• _Exercise details_
Your answer must be one number: the count of lines below that hold the word "Some".

• _Working data_

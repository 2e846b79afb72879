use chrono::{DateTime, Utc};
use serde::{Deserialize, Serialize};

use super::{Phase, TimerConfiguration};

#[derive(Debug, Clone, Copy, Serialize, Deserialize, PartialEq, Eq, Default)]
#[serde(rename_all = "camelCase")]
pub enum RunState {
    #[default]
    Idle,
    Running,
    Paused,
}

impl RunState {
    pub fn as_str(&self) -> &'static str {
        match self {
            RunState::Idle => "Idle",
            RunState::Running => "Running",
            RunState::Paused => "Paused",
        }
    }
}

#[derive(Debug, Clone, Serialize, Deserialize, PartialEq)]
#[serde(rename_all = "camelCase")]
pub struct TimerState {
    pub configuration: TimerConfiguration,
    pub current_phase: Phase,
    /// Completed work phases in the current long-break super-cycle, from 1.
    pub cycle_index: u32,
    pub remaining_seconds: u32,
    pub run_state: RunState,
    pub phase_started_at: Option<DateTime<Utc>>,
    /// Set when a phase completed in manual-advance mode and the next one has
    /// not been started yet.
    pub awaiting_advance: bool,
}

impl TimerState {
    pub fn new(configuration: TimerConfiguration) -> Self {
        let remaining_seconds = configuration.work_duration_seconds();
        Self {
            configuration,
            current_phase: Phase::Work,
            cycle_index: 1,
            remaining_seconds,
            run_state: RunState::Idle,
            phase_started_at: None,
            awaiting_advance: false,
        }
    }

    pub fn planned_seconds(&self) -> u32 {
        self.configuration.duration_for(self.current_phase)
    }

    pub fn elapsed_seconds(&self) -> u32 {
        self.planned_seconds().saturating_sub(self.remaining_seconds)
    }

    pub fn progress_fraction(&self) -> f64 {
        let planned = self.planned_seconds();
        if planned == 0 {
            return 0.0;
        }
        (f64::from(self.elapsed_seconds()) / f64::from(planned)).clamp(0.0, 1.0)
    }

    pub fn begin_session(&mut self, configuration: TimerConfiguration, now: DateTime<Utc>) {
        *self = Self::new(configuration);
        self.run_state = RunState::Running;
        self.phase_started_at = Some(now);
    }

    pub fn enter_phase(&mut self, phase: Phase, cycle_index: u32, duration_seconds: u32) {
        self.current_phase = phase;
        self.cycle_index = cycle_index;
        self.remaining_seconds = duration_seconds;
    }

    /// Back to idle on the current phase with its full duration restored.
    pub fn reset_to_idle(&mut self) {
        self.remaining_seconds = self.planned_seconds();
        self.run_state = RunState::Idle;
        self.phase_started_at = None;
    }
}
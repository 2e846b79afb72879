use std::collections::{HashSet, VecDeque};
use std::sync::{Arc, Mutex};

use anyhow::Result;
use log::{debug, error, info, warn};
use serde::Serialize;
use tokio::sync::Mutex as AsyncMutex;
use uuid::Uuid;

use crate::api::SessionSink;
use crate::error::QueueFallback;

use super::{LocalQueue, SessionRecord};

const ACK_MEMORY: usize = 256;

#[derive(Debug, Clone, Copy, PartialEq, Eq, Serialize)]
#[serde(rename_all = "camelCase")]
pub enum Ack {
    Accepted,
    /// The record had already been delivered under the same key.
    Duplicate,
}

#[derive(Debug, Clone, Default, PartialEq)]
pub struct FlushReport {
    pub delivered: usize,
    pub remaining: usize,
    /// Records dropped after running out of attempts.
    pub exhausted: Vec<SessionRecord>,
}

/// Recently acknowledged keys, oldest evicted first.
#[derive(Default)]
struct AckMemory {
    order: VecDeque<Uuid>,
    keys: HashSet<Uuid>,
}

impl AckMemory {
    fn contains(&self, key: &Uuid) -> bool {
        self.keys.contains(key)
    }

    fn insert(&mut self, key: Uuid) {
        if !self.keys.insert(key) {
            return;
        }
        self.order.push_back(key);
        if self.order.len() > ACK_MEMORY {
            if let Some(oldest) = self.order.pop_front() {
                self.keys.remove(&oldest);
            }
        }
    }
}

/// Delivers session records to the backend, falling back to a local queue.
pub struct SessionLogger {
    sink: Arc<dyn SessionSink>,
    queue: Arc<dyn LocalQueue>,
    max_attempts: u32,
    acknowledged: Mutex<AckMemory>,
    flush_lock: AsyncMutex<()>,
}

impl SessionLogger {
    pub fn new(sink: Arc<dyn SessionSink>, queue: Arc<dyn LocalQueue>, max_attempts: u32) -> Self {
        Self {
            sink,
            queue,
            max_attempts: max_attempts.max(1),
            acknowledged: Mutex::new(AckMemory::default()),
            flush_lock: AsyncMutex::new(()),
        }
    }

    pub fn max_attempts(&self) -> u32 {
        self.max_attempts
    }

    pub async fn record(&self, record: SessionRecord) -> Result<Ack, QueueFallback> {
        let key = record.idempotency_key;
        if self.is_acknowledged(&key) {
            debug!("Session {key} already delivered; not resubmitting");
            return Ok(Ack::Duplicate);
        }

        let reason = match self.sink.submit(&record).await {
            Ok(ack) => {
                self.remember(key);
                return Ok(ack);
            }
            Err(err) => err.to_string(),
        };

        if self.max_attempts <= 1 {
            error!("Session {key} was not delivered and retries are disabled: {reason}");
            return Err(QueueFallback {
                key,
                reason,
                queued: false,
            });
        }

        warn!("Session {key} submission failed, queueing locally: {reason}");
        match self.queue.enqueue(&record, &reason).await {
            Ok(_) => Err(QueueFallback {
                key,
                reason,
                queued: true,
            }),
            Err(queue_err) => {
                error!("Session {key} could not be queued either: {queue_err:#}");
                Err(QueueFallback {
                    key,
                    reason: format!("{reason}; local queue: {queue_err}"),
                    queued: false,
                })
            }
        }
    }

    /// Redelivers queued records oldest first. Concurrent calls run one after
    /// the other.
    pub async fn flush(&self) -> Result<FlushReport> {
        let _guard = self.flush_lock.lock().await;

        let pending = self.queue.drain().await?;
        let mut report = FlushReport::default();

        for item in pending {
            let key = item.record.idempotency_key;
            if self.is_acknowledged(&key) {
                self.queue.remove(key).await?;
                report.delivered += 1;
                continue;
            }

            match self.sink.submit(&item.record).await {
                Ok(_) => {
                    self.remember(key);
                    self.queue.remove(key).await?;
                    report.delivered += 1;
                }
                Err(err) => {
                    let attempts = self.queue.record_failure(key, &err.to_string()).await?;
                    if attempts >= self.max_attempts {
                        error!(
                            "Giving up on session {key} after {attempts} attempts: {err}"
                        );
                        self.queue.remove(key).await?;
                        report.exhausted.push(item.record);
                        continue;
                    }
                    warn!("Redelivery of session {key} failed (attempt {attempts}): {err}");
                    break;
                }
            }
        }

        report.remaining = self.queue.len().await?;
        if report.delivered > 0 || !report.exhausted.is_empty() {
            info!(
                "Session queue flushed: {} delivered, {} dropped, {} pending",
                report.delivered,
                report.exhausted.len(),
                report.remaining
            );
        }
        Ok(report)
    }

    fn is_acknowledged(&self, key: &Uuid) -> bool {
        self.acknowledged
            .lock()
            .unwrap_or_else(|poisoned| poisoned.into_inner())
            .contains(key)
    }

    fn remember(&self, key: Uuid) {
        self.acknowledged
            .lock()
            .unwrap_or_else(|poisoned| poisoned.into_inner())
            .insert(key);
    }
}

==

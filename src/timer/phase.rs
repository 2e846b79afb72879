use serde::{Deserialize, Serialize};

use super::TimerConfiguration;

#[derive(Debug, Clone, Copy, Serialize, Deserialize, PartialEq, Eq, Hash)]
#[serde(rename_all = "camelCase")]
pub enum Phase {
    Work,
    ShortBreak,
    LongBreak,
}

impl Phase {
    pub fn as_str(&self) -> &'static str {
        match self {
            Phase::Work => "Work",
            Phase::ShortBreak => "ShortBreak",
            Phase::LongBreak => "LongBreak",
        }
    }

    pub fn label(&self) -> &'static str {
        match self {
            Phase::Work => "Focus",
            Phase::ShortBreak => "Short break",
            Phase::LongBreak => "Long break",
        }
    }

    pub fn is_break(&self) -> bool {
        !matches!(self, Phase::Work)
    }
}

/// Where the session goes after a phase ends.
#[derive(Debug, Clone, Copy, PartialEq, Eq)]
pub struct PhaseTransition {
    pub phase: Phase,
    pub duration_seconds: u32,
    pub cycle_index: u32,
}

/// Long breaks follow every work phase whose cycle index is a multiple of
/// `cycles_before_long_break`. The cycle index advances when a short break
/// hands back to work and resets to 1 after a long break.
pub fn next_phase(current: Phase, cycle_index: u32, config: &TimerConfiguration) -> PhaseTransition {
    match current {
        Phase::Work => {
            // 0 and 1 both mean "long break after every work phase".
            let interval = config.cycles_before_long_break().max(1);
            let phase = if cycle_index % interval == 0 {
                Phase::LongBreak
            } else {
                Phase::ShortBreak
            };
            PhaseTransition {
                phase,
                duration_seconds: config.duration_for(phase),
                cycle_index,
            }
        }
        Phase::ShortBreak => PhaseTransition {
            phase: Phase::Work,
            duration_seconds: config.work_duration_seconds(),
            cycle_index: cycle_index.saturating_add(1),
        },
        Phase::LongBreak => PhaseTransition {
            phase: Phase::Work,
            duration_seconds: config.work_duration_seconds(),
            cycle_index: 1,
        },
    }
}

• _Output below_
2